__Aim of the exercise__
Scan the entries below for the string "DTOs" and copy every line where it turns up.

[Stored data entries]

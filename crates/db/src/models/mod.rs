//! Domain model structs and DTOs.
//!
//! Each submodule contains:
//! - A `FromRow` + `Serialize` entity struct matching the database row
//! - A `Deserialize` + `Validate` create DTO (every client field required)
//! - A `Deserialize` + `Validate` update DTO (all `Option` fields) for patches
//!
//! DTOs reject unknown fields, so a typo in a request body is a 400 rather
//! than a silently ignored value.

pub mod attorney;
pub mod blog;
pub mod carousel_image;
pub mod offer;
pub mod promotional_offer;
pub mod testimonial;
pub mod work;
//! Input validation shared by every resource.
//!
//! Request DTOs derive [`validator::Validate`]; [`validate_input`] turns the
//! resulting error map into a single field-level [`CoreError::Validation`]
//! message. The remaining helpers are used as `custom` validators on DTO
//! fields or directly by handlers.

use rust_decimal::Decimal;
use validator::{Validate, ValidationError, ValidationErrors};

use crate::error::CoreError;
use crate::types::DbId;

/// Maximum number of fraction digits stored for money values.
pub const PRICE_SCALE: u32 = 2;

/// Exclusive upper bound of a `NUMERIC(10,2)` column: 100000000.00.
pub fn price_ceiling() -> Decimal {
    Decimal::new(10_000_000_000, PRICE_SCALE)
}

/// Run the derived validator and flatten failures into one message.
///
/// Messages are sorted by field name so responses are stable.
pub fn validate_input<T: Validate>(input: &T) -> Result<(), CoreError> {
    input
        .validate()
        .map_err(|errors| CoreError::Validation(describe_errors(&errors)))
}

/// Render a validator error map as `field: message; field: message`.
pub fn describe_errors(errors: &ValidationErrors) -> String {
    let mut messages: Vec<String> = errors
        .field_errors()
        .into_iter()
        .flat_map(|(field, errs)| {
            errs.iter().map(move |e| match &e.message {
                Some(msg) => format!("{field}: {msg}"),
                None => format!("{field}: {}", e.code),
            })
        })
        .collect();
    messages.sort();
    messages.join("; ")
}

/// Reject ids that PostgreSQL could never have assigned.
pub fn validate_id(id: DbId) -> Result<(), CoreError> {
    if id > 0 {
        Ok(())
    } else {
        Err(CoreError::Validation(format!(
            "id must be a positive integer, got {id}"
        )))
    }
}

/// Implemented by partial-update DTOs whose fields are all optional.
pub trait Patch {
    /// True when no field was supplied.
    fn is_empty(&self) -> bool;
}

/// Reject a patch that would not change anything.
pub fn ensure_not_empty<P: Patch>(patch: &P) -> Result<(), CoreError> {
    if patch.is_empty() {
        Err(CoreError::Validation(
            "At least one field must be provided".to_string(),
        ))
    } else {
        Ok(())
    }
}

// ---------------------------------------------------------------------------
// Custom field validators
// ---------------------------------------------------------------------------

/// Free text must contain something other than whitespace.
pub fn non_blank(value: &str) -> Result<(), ValidationError> {
    if value.trim().is_empty() {
        Err(ValidationError::new("length").with_message("must not be empty".into()))
    } else {
        Ok(())
    }
}

/// A list of blob references must be non-empty and hold no empty names.
pub fn non_empty_items(items: &[String]) -> Result<(), ValidationError> {
    if items.is_empty() {
        return Err(ValidationError::new("length").with_message("must not be empty".into()));
    }
    if items.iter().any(|item| item.trim().is_empty()) {
        return Err(
            ValidationError::new("item").with_message("must not contain empty names".into()),
        );
    }
    Ok(())
}

/// Prices are non-negative, below [`price_ceiling`], with at most two
/// fraction digits.
pub fn valid_price(price: &Decimal) -> Result<(), ValidationError> {
    if price.is_sign_negative() {
        return Err(ValidationError::new("range").with_message("must not be negative".into()));
    }
    if *price >= price_ceiling() {
        return Err(ValidationError::new("range")
            .with_message("must be less than 100000000.00".into()));
    }
    if price.normalize().scale() > PRICE_SCALE {
        return Err(ValidationError::new("scale")
            .with_message("must have at most two decimal places".into()));
    }
    Ok(())
}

__Task result__
//! Domain model structs and DTOs.
//! DTOs reject unknown fields, so a typo in a request body is a 400 rather
//! Request DTOs derive [`validator::Validate`]; [`validate_input`] turns the
/// Implemented by partial-update DTOs whose fields are all optional.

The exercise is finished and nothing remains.